Records from a data source:

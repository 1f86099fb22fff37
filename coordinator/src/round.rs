use std::collections::HashMap;

use protocol::{ModelShape, TrainingMetadata};

use crate::error::{CoordErr, Result};

/// One client's pending update for the current round.
#[derive(Debug, Clone)]
pub struct Contribution {
    pub update: Vec<f32>,
    pub metadata: TrainingMetadata,
    /// The round the client believed was current when it uploaded.
    pub submitted_round: u64,
}

/// Outcome of recording a contribution.
#[derive(Debug, Clone, Copy, PartialEq, Eq)]
pub enum Submission {
    Accepted,
    /// The client already had a pending contribution this round; the new
    /// one replaces it, it is never counted twice.
    Replaced,
}

/// The authoritative mutable record of the current round.
///
/// Created lazily on the first successful join and alive for the process
/// lifetime. All access goes through the coordinator's single lock; this
/// type itself holds no synchronization.
#[derive(Debug)]
pub struct RoundRecord {
    round_id: u64,
    shape: ModelShape,
    global: Vec<f32>,
    pending: HashMap<String, Contribution>,
}

impl RoundRecord {
    /// Creates the record for round 1 with a freshly initialized global
    /// vector.
    ///
    /// # Errors
    /// Returns `LengthMismatch` if `global` does not fit `shape`.
    pub fn new(shape: ModelShape, global: Vec<f32>) -> Result<Self> {
        if global.len() != shape.total_len() {
            return Err(CoordErr::LengthMismatch {
                got: global.len(),
                expected: shape.total_len(),
            });
        }

        Ok(Self {
            round_id: 1,
            shape,
            global,
            pending: HashMap::new(),
        })
    }

    pub fn round_id(&self) -> u64 {
        self.round_id
    }

    pub fn shape(&self) -> &ModelShape {
        &self.shape
    }

    pub fn global(&self) -> &[f32] {
        &self.global
    }

    pub fn pending_len(&self) -> usize {
        self.pending.len()
    }

    /// Records one client's update for this round.
    ///
    /// A second submit from the same client before aggregation replaces its
    /// previous contribution.
    ///
    /// # Errors
    /// Returns `LengthMismatch` (leaving the pending set untouched) when the
    /// update's length disagrees with the model shape.
    pub fn submit(
        &mut self,
        client_id: String,
        update: Vec<f32>,
        metadata: TrainingMetadata,
        submitted_round: u64,
    ) -> Result<Submission> {
        if update.len() != self.shape.total_len() {
            return Err(CoordErr::LengthMismatch {
                got: update.len(),
                expected: self.shape.total_len(),
            });
        }

        let contribution = Contribution {
            update,
            metadata,
            submitted_round,
        };

        match self.pending.insert(client_id, contribution) {
            Some(_) => Ok(Submission::Replaced),
            None => Ok(Submission::Accepted),
        }
    }

    /// Iterates the pending updates in no particular order.
    pub fn updates(&self) -> impl Iterator<Item = &[f32]> {
        self.pending.values().map(|c| c.update.as_slice())
    }

    /// Installs the aggregated vector and opens the next round.
    ///
    /// The new vector must already fit the shape; callers compute it from
    /// the pending updates, which all passed the submit length check.
    pub(crate) fn advance(&mut self, new_global: Vec<f32>) {
        debug_assert_eq!(new_global.len(), self.shape.total_len());

        self.global = new_global;
        self.round_id += 1;
        self.pending.clear();
    }
}

#[cfg(test)]
mod tests {
    use std::num::NonZeroUsize;

    use super::*;

    fn metadata() -> TrainingMetadata {
        TrainingMetadata {
            accuracy: 0.9,
            training_time_secs: 1.0,
            epochs: 10,
        }
    }

    fn record(input_size: usize) -> RoundRecord {
        let shape = ModelShape::logistic_regression(NonZeroUsize::new(input_size).unwrap());
        let global = vec![0.0; shape.total_len()];
        RoundRecord::new(shape, global).unwrap()
    }

    #[test]
    fn new_rejects_wrong_global_length() {
        let shape = ModelShape::logistic_regression(NonZeroUsize::new(2).unwrap());

        let err = RoundRecord::new(shape, vec![0.0; 2]).unwrap_err();
        assert_eq!(err, CoordErr::LengthMismatch { got: 2, expected: 3 });
    }

    #[test]
    fn submit_wrong_length_leaves_pending_unchanged() {
        let mut record = record(2);

        let err = record
            .submit("a".to_string(), vec![1.0], metadata(), 1)
            .unwrap_err();

        assert_eq!(err, CoordErr::LengthMismatch { got: 1, expected: 3 });
        assert_eq!(record.pending_len(), 0);
    }

    #[test]
    fn resubmit_replaces_not_appends() {
        let mut record = record(2);

        let first = record
            .submit("a".to_string(), vec![1.0, 1.0, 1.0], metadata(), 1)
            .unwrap();
        assert_eq!(first, Submission::Accepted);

        let second = record
            .submit("a".to_string(), vec![2.0, 2.0, 2.0], metadata(), 1)
            .unwrap();
        assert_eq!(second, Submission::Replaced);

        assert_eq!(record.pending_len(), 1);
        assert_eq!(record.updates().next().unwrap(), [2.0, 2.0, 2.0]);
    }

    #[test]
    fn advance_clears_pending_and_increments_round() {
        let mut record = record(2);
        record
            .submit("a".to_string(), vec![1.0, 1.0, 1.0], metadata(), 1)
            .unwrap();

        record.advance(vec![1.0, 1.0, 1.0]);

        assert_eq!(record.round_id(), 2);
        assert_eq!(record.pending_len(), 0);
        assert_eq!(record.global(), [1.0, 1.0, 1.0]);
    }
}
use std::{env, io, num::NonZeroUsize, str::FromStr};

use protocol::{Columns, Hyperparameters, ModelShape};

const DEFAULT_INPUT_SIZE: usize = 4;
const DEFAULT_HIDDEN_SIZE: usize = 8;
const DEFAULT_QUORUM: usize = 2;

/// Static coordinator configuration, fixed for the process lifetime.
///
/// The model shape chosen here is the single source of truth for every flat
/// vector exchanged during the run.
#[derive(Debug, Clone)]
pub struct CoordinatorConfig {
    pub model: ModelShape,
    pub hyperparameters: Hyperparameters,
    pub columns: Columns,
    pub quorum: NonZeroUsize,
    /// Optional seed for deterministic global weight initialization.
    pub seed: Option<u64>,
}

impl Default for CoordinatorConfig {
    fn default() -> Self {
        let input = NonZeroUsize::new(DEFAULT_INPUT_SIZE).unwrap();
        let hidden = NonZeroUsize::new(DEFAULT_HIDDEN_SIZE).unwrap();

        Self {
            model: ModelShape::mlp(input, hidden),
            hyperparameters: Hyperparameters {
                learning_rate: 0.01,
                epochs: 10,
                batch_size: 16,
            },
            columns: Columns {
                features: (1..=DEFAULT_INPUT_SIZE).map(|i| format!("f{i}")).collect(),
                target: "label".to_string(),
            },
            quorum: NonZeroUsize::new(DEFAULT_QUORUM).unwrap(),
            seed: None,
        }
    }
}

impl CoordinatorConfig {
    /// Builds a configuration from environment variables, keeping the
    /// defaults for anything unset.
    ///
    /// Recognized variables: `MODEL` (`mlp` or `logistic_regression`),
    /// `INPUT_SIZE`, `HIDDEN_SIZE`, `QUORUM`, `SEED`.
    ///
    /// # Errors
    /// Returns an io error when a variable is set but unparseable.
    pub fn from_env() -> io::Result<Self> {
        let defaults = Self::default();

        let input = parse_env("INPUT_SIZE")?
            .unwrap_or(NonZeroUsize::new(DEFAULT_INPUT_SIZE).unwrap());
        let hidden = parse_env("HIDDEN_SIZE")?
            .unwrap_or(NonZeroUsize::new(DEFAULT_HIDDEN_SIZE).unwrap());

        let model = match env::var("MODEL") {
            Ok(kind) => model_for(&kind, input, hidden)?,
            Err(_) => ModelShape::mlp(input, hidden),
        };

        let columns = Columns {
            features: (1..=input.get()).map(|i| format!("f{i}")).collect(),
            target: defaults.columns.target,
        };

        Ok(Self {
            model,
            hyperparameters: defaults.hyperparameters,
            columns,
            quorum: parse_env("QUORUM")?.unwrap_or(defaults.quorum),
            seed: parse_env("SEED")?,
        })
    }
}

/// Parses an optional environment variable, mapping parse failures to io
/// errors that name the variable.
fn parse_env<T: FromStr>(name: &str) -> io::Result<Option<T>> {
    match env::var(name) {
        Ok(raw) => parse_value(name, &raw).map(Some),
        Err(_) => Ok(None),
    }
}

fn parse_value<T: FromStr>(name: &str, raw: &str) -> io::Result<T> {
    raw.parse()
        .map_err(|_| io::Error::other(format!("invalid {name} value: {raw}")))
}

/// Resolves a `MODEL` value to its shape.
fn model_for(kind: &str, input: NonZeroUsize, hidden: NonZeroUsize) -> io::Result<ModelShape> {
    match kind {
        "mlp" => Ok(ModelShape::mlp(input, hidden)),
        "logistic_regression" => Ok(ModelShape::logistic_regression(input)),
        other => Err(io::Error::other(format!("unknown MODEL value: {other}"))),
    }
}

#[cfg(test)]
mod tests {
    use super::*;

    #[test]
    fn defaults_match_reference_round_setup() {
        let config = CoordinatorConfig::default();

        assert_eq!(config.quorum.get(), 2);
        assert_eq!(config.model.total_len(), 4 * 8 + 8 + 8 + 1);
        assert_eq!(config.columns.features.len(), 4);
        assert!(config.seed.is_none());
    }

    fn nz(n: usize) -> NonZeroUsize {
        NonZeroUsize::new(n).unwrap()
    }

    #[test]
    fn parse_value_names_the_variable_on_failure() {
        let quorum: NonZeroUsize = parse_value("QUORUM", "3").unwrap();
        assert_eq!(quorum.get(), 3);

        let err = parse_value::<NonZeroUsize>("QUORUM", "0").unwrap_err();
        assert!(err.to_string().contains("QUORUM"));

        assert!(parse_value::<u64>("SEED", "not-a-number").is_err());
    }

    #[test]
    fn model_for_resolves_both_kinds() {
        let logreg = model_for("logistic_regression", nz(4), nz(8)).unwrap();
        assert_eq!(logreg.total_len(), 5);

        let mlp = model_for("mlp", nz(4), nz(8)).unwrap();
        assert_eq!(mlp.total_len(), 4 * 8 + 8 + 8 + 1);

        assert!(model_for("transformer", nz(4), nz(8)).is_err());
    }
}
use std::{
    error::Error,
    fmt::{self, Display},
};

/// The result type for codec operations.
pub type Result<T> = std::result::Result<T, CodecErr>;

/// Errors raised when a flat vector and a model shape disagree.
#[derive(Debug, PartialEq, Eq)]
pub enum CodecErr {
    /// The flat vector's length is not the shape's total length.
    ShapeMismatch { got: usize, expected: usize },
    /// The structured parameters have a different number of groups.
    GroupCountMismatch { got: usize, expected: usize },
    /// One group's element count differs from its declared length.
    GroupLenMismatch {
        group: String,
        got: usize,
        expected: usize,
    },
}

impl Display for CodecErr {
    fn fmt(&self, f: &mut fmt::Formatter<'_>) -> fmt::Result {
        match self {
            CodecErr::ShapeMismatch { got, expected } => {
                write!(f, "flat vector length mismatch: got {got}, expected {expected}")
            }
            CodecErr::GroupCountMismatch { got, expected } => {
                write!(f, "group count mismatch: got {got}, expected {expected}")
            }
            CodecErr::GroupLenMismatch {
                group,
                got,
                expected,
            } => write!(
                f,
                "group '{group}' length mismatch: got {got}, expected {expected}"
            ),
        }
    }
}

impl Error for CodecErr {}
pub mod codec;
pub mod error;
pub mod shape;
pub mod wire;

pub use codec::{flatten, reconstruct};
pub use error::CodecErr;
pub use shape::{GroupRole, ModelKind, ModelShape, ParamGroup};
pub use wire::{
    Columns, Contract, ErrorBody, Hyperparameters, JoinRequest, SyncRequest, TrainingMetadata,
    UploadAck, UploadRequest, ValidCodes,
};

=== Task goal ===
Beginning at the top of the records above, transcribe each line exactly up to and including the line that holds "alive for the process".

=== Exercise solution ===
repository 1f86099fb22fff37
filename coordinator/src/round.rs
use std::collections::HashMap;

use protocol::{ModelShape, TrainingMetadata};

use crate::error::{CoordErr, Result};

/// One client's pending update for the current round.
#[derive(Debug, Clone)]
pub struct Contribution {
    pub update: Vec<f32>,
    pub metadata: TrainingMetadata,
    /// The round the client believed was current when it uploaded.
    pub submitted_round: u64,
}

/// Outcome of recording a contribution.
#[derive(Debug, Clone, Copy, PartialEq, Eq)]
pub enum Submission {
    Accepted,
    /// The client already had a pending contribution this round; the new
    /// one replaces it, it is never counted twice.
    Replaced,
}

/// The authoritative mutable record of the current round.
///
/// Created lazily on the first successful join and alive for the process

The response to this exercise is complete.